→ **Problem statement**: From the line that includes "let trimmed = raw.trim();" to the last line of the records, inclusive, repeat each line exactly.
__________________________________________________
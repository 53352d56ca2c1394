//! Backend adapters: one per extraction backend family.
//!
//! Every adapter implements [`Backend`]: it declares the capabilities it
//! needs, translates the generic [`Options`] bag into native parameters,
//! runs the backend with its diagnostics captured, and returns either a
//! [`RawBackendOutput`] or a classified [`AdapterError`]. Each adapter module
//! also owns the pure mapping function that turns its raw output into a
//! [`crate::output::UnifiedResult`].
//!
//! ## Families
//!
//! | Module | Backends | Runs as |
//! |--------|----------|---------|
//! | [`pdfplumber`] | `pdfplumber` | Python subprocess |
//! | [`pdfium`] | `pdfium` | in-process, `spawn_blocking` |
//! | [`pdftotext`] | `pdftotext` | subprocess |
//! | [`docling`] | `docling` | subprocess |
//! | [`tesseract`] | `tesseract` | subprocess |
//! | [`crawler`] | `crawler` | subprocess |
//! | [`scrape`] | `lopdf`, `html-scrape`, `text-scrape`, `image-probe` | in-process |

pub mod crawler;
pub mod docling;
pub mod pdfium;
pub mod pdfplumber;
pub mod pdftotext;
pub mod scrape;
pub mod tesseract;

use crate::capability::{Capabilities, Capability};
use crate::config::Options;
use crate::error::AdapterError;
use crate::pipeline::input::ResolvedInput;
use async_trait::async_trait;
use once_cell::sync::Lazy;
use regex::Regex;
use serde::{Deserialize, Serialize};
use serde_json::Value;
use std::collections::BTreeMap;
use std::ffi::OsString;
use std::fmt;
use std::process::{ExitStatus, Stdio};
use std::sync::Arc;
use std::time::Duration;
use tracing::debug;
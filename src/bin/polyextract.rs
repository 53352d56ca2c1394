//! CLI binary for polyextract.
//!
//! A thin shim over the library crate: reads one configuration JSON object,
//! maps CLI flags to `ExtractionConfig`, prints exactly one JSON result on
//! stdout. Logs and progress go to stderr.

use anyhow::{Context, Result};
use clap::Parser;
use indicatif::{ProgressBar, ProgressStyle};
use polyextract::{
    BackendId, CascadeObserver, Capability, ContentKind, ExtractionConfig, ExtractionRequest,
    Extractor, ObserverHandle, PolyExtractError, Target, UnifiedResult,
};
use std::io::{self, IsTerminal, Read, Write};
use std::path::PathBuf;
use std::sync::Arc;
use std::time::Duration;
use tracing_subscriber::EnvFilter;

// ── ANSI colour helpers (no extra deps) ──────────────────────────────────────

fn green(s: &str) -> String {
    format!("\x1b[32m{s}\x1b[0m")
}
fn red(s: &str) -> String {
    format!("\x1b[31m{s}\x1b[0m")
}
fn dim(s: &str) -> String {
    format!("\x1b[2m{s}\x1b[0m")
}
fn cyan(s: &str) -> String {
    format!("\x1b[36m{s}\x1b[0m")
}

// ── CLI progress observer using indicatif ────────────────────────────────────

/// Spinner plus one log line per cascade attempt, on stderr.
struct CliObserver {
    bar: ProgressBar,
}

impl CliObserver {
    fn new() -> Arc<Self> {
        let bar = ProgressBar::new_spinner();
        let style = ProgressStyle::with_template("{spinner:.cyan} {prefix:.bold}  {msg}  {elapsed:.dim}")
            .unwrap_or_else(|_| ProgressStyle::default_spinner())
            .tick_strings(&["⠋", "⠙", "⠹", "⠸", "⠼", "⠴", "⠦", "⠧", "⠇", "⠏", "⠿"]);
        bar.set_style(style);
        bar.set_prefix("Resolving");
        bar.set_message("input…");
        bar.enable_steady_tick(Duration::from_millis(80));
        Arc::new(Self { bar })
    }
}

impl CascadeObserver for CliObserver {
    fn on_cascade_start(&self, kind: ContentKind, candidates: &[BackendId]) {
        let names: Vec<&str> = candidates.iter().map(BackendId::as_str).collect();
        self.bar.println(format!(
            "{} {} content, candidates: {}",
            cyan("◆"),
            kind,
            names.join(" → ")
        ));
        self.bar.set_prefix("Extracting");
    }

    fn on_backend_skipped(&self, backend: BackendId, missing: Capability) {
        self.bar.println(format!(
            "  {} {:<12} {}",
            dim("○"),
            backend.as_str(),
            dim(&format!("skipped, {missing} unavailable"))
        ));
    }

    fn on_backend_start(&self, backend: BackendId, retry: bool) {
        if retry {
            self.bar.set_message(format!("{backend} (retry)"));
        } else {
            self.bar.set_message(backend.to_string());
        }
    }

    fn on_backend_succeeded(&self, backend: BackendId) {
        self.bar
            .println(format!("  {} {}", green("✓"), backend.as_str()));
    }

    fn on_backend_failed(&self, backend: BackendId, error: &str) {
        let msg: String = if error.chars().count() > 80 {
            format!("{}\u{2026}", error.chars().take(79).collect::<String>())
        } else {
            error.to_string()
        };
        self.bar.println(format!(
            "  {} {:<12} {}",
            red("✗"),
            backend.as_str(),
            red(&msg)
        ));
    }

    fn on_cascade_complete(&self, success: bool, degraded: bool) {
        self.bar.finish_and_clear();
        match (success, degraded) {
            (true, false) => eprintln!("{} extraction succeeded", green("✔")),
            (true, true) => eprintln!("{} extraction succeeded (degraded)", cyan("⚠")),
            (false, _) => eprintln!("{} extraction failed", red("✘")),
        }
    }
}

const AFTER_HELP: &str = r#"EXAMPLES:
  # A local file, shorthand for {"target": "report.pdf"}
  polyextract report.pdf

  # Full configuration object
  polyextract '{"target": "https://example.com/a.pdf", "options": {"prefer_tables": true}}'

  # From a file or stdin
  polyextract --config request.json
  echo '{"url": "https://example.com"}' | polyextract

  # Which backends are usable here?
  polyextract --probe --pretty

EXIT STATUS:
  0  the result has success=true
  1  the result has success=false (the JSON result is still printed)
  2  invalid command line

ENVIRONMENT VARIABLES:
  RUST_LOG                       Log filter, overrides --verbose/--quiet
  PDFIUM_LIB_PATH                Path to libpdfium for the in-process PDF backend
  POLYEXTRACT_DOWNLOAD_TIMEOUT   Download timeout in seconds
  POLYEXTRACT_TOOL_TIMEOUT       Per-backend timeout in seconds
"#;

/// Extract content from documents and web pages through whichever backends are installed.
#[derive(Parser, Debug)]
#[command(
    name = "polyextract",
    version,
    about = "Extract content from documents and web pages through whichever backends are installed",
    long_about = "Reads one configuration JSON object (argument, --config file, or stdin), \
tries the extraction backends available on this machine in priority order, and prints one \
unified JSON result on stdout.",
    color = clap::ColorChoice::Auto,
    after_long_help = AFTER_HELP
)]
struct Cli {
    /// Configuration JSON object, or a bare URL / file path.
    request: Option<String>,

    /// Read the configuration JSON object from this file.
    #[arg(short, long, env = "POLYEXTRACT_CONFIG", conflicts_with = "request")]
    config: Option<PathBuf>,

    /// Content type hint used with a bare URL / path (pdf, image, html, …).
    #[arg(long)]
    hint: Option<String>,

    /// Print the capability report instead of extracting.
    #[arg(long)]
    probe: bool,

    /// Pretty-print the JSON output.
    #[arg(long, env = "POLYEXTRACT_PRETTY")]
    pretty: bool,

    /// Show a progress spinner and per-backend lines on stderr.
    #[arg(long, env = "POLYEXTRACT_PROGRESS")]
    progress: bool,

    /// Treat a capability as unavailable (repeatable).
    #[arg(long = "disable", value_name = "CAPABILITY", value_parser = parse_capability)]
    disabled: Vec<Capability>,

    /// Enable DEBUG-level tracing logs.
    #[arg(short, long, env = "POLYEXTRACT_VERBOSE")]
    verbose: bool,

    /// Suppress all logs except errors.
    #[arg(short, long, env = "POLYEXTRACT_QUIET")]
    quiet: bool,

    /// HTTP download timeout in seconds.
    #[arg(long, env = "POLYEXTRACT_DOWNLOAD_TIMEOUT", default_value_t = 120)]
    download_timeout: u64,

    /// Per-backend subprocess timeout in seconds.
    #[arg(long, env = "POLYEXTRACT_TOOL_TIMEOUT", default_value_t = 300)]
    tool_timeout: u64,

    /// Python interpreter used to probe optional Python features.
    #[arg(long, env = "POLYEXTRACT_PYTHON", default_value = "python3")]
    python: String,

    /// Path to the PDFium shared library.
    #[arg(long, env = "PDFIUM_LIB_PATH")]
    pdfium_lib: Option<PathBuf>,

    /// Largest binary payload (figures, screenshot) kept in the result, in bytes.
    #[arg(long, env = "POLYEXTRACT_MAX_BINARY_BYTES", default_value_t = 5 * 1024 * 1024)]
    max_binary_bytes: usize,

    /// Character cap for the minimal text scrapes.
    #[arg(long, env = "POLYEXTRACT_MAX_SCRAPE_CHARS", default_value_t = 10_000)]
    max_scrape_chars: usize,
}

fn parse_capability(s: &str) -> Result<Capability, String> {
    Capability::from_name(s).ok_or_else(|| {
        let names: Vec<&str> = Capability::ALL.iter().map(Capability::as_str).collect();
        format!("unknown capability '{s}' (expected one of: {})", names.join(", "))
    })
}

#[tokio::main]
async fn main() -> Result<()> {
    let cli = Cli::parse();

    // ── Logging setup ────────────────────────────────────────────────────
    // Warnings only by default; the attempt log is in the result anyway.
    let filter = if cli.verbose {
        "debug"
    } else if cli.quiet || cli.progress {
        "error"
    } else {
        "warn"
    };
    tracing_subscriber::fmt()
        .with_env_filter(
            EnvFilter::try_from_default_env().unwrap_or_else(|_| EnvFilter::new(filter)),
        )
        .with_writer(io::stderr)
        .init();

    let observer: Option<ObserverHandle> = if cli.progress && !cli.quiet && !cli.probe {
        Some(CliObserver::new() as Arc<dyn CascadeObserver>)
    } else {
        None
    };

    // ── Probe mode ───────────────────────────────────────────────────────
    if cli.probe {
        match setup(&cli, None).await {
            Ok(extractor) => print_json(extractor.capabilities(), cli.pretty)?,
            Err(e) => {
                print_json(&UnifiedResult::from_error(&e), cli.pretty)?;
                std::process::exit(1);
            }
        }
        return Ok(());
    }

    // ── Run extraction ───────────────────────────────────────────────────
    let result = run(&cli, observer).await;
    print_json(&result, cli.pretty)?;
    if !result.success {
        std::process::exit(1);
    }
    Ok(())
}

/// Read the request, build the extractor and run it. Every failure on the
/// way becomes a `success=false` result, so stdout always gets one.
async fn run(cli: &Cli, observer: Option<ObserverHandle>) -> UnifiedResult {
    let request = match read_request(cli).and_then(|raw| parse_request(&raw, cli.hint.as_deref())) {
        Ok(request) => request,
        Err(e) => return UnifiedResult::from_error(&e),
    };
    match setup(cli, observer).await {
        Ok(extractor) => extractor.extract(&request).await,
        Err(e) => UnifiedResult::from_error(&e),
    }
}

async fn setup(cli: &Cli, observer: Option<ObserverHandle>) -> Result<Extractor, PolyExtractError> {
    let config = build_config(cli, observer)?;
    Extractor::probed(config).await
}

/// Map CLI args to `ExtractionConfig`.
fn build_config(
    cli: &Cli,
    observer: Option<ObserverHandle>,
) -> Result<ExtractionConfig, PolyExtractError> {
    let mut builder = ExtractionConfig::builder()
        .download_timeout_secs(cli.download_timeout)
        .tool_timeout_secs(cli.tool_timeout)
        .python(cli.python.clone())
        .max_binary_bytes(cli.max_binary_bytes)
        .max_scrape_chars(cli.max_scrape_chars);
    if let Some(ref path) = cli.pdfium_lib {
        builder = builder.pdfium_library_path(path);
    }
    for cap in &cli.disabled {
        builder = builder.disable(*cap);
    }
    if let Some(o) = observer {
        builder = builder.observer(o);
    }
    builder.build()
}

/// The request text: positional argument, `--config` file, or stdin.
fn read_request(cli: &Cli) -> Result<String, PolyExtractError> {
    if let Some(ref request) = cli.request {
        return Ok(request.clone());
    }
    if let Some(ref path) = cli.config {
        return std::fs::read_to_string(path).map_err(|e| {
            PolyExtractError::Configuration(format!(
                "cannot read configuration from {}: {e}",
                path.display()
            ))
        });
    }
    let stdin = io::stdin();
    if stdin.is_terminal() {
        return Err(PolyExtractError::Configuration(
            "no request given: pass a JSON object, a path or URL, --config <file>, or pipe JSON on stdin"
                .to_string(),
        ));
    }
    let mut buf = String::new();
    stdin.lock().read_to_string(&mut buf).map_err(|e| {
        PolyExtractError::Configuration(format!("cannot read configuration from stdin: {e}"))
    })?;
    Ok(buf)
}

/// A JSON object is a full configuration; anything else is a bare target.
fn parse_request(raw: &str, hint: Option<&str>) -> Result<ExtractionRequest, PolyExtractError> {
    let trimmed = raw.trim();
    if trimmed.starts_with('{') {
        let mut request = ExtractionRequest::from_json(trimmed)?;
        if request.content_type_hint.is_none() {
            request.content_type_hint = hint.map(str::to_string);
        }
        return Ok(request);
    }
    if trimmed.is_empty() {
        return Err(PolyExtractError::MissingTarget);
    }
    let mut request = ExtractionRequest::new(Target::parse(trimmed));
    if let Some(h) = hint {
        request = request.with_hint(h);
    }
    Ok(request)
}

fn print_json<T: serde::Serialize>(value: &T, pretty: bool) -> Result<()> {
    let json = if pretty {
        serde_json::to_string_pretty(value)
    } else {
        serde_json::to_string(value)
    }
    .context("Failed to serialise output")?;
    let stdout = io::stdout();
    let mut handle = stdout.lock();
    writeln!(handle, "{json}").context("Failed to write to stdout")?;
    handle.flush().context("Failed to flush stdout")?;
    Ok(())
}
__________________________________________________
→ **Completed task**:
    let trimmed = raw.trim();
    if trimmed.starts_with('{') {
        let mut request = ExtractionRequest::from_json(trimmed)?;
        if request.content_type_hint.is_none() {
            request.content_type_hint = hint.map(str::to_string);
        }
        return Ok(request);
    }
    if trimmed.is_empty() {
        return Err(PolyExtractError::MissingTarget);
    }
    let mut request = ExtractionRequest::new(Target::parse(trimmed));
    if let Some(h) = hint {
        request = request.with_hint(h);
    }
    Ok(request)
}

fn print_json<T: serde::Serialize>(value: &T, pretty: bool) -> Result<()> {
    let json = if pretty {
        serde_json::to_string_pretty(value)
    } else {
        serde_json::to_string(value)
    }
    .context("Failed to serialise output")?;
    let stdout = io::stdout();
    let mut handle = stdout.lock();
    writeln!(handle, "{json}").context("Failed to write to stdout")?;
    handle.flush().context("Failed to flush stdout")?;
    Ok(())
}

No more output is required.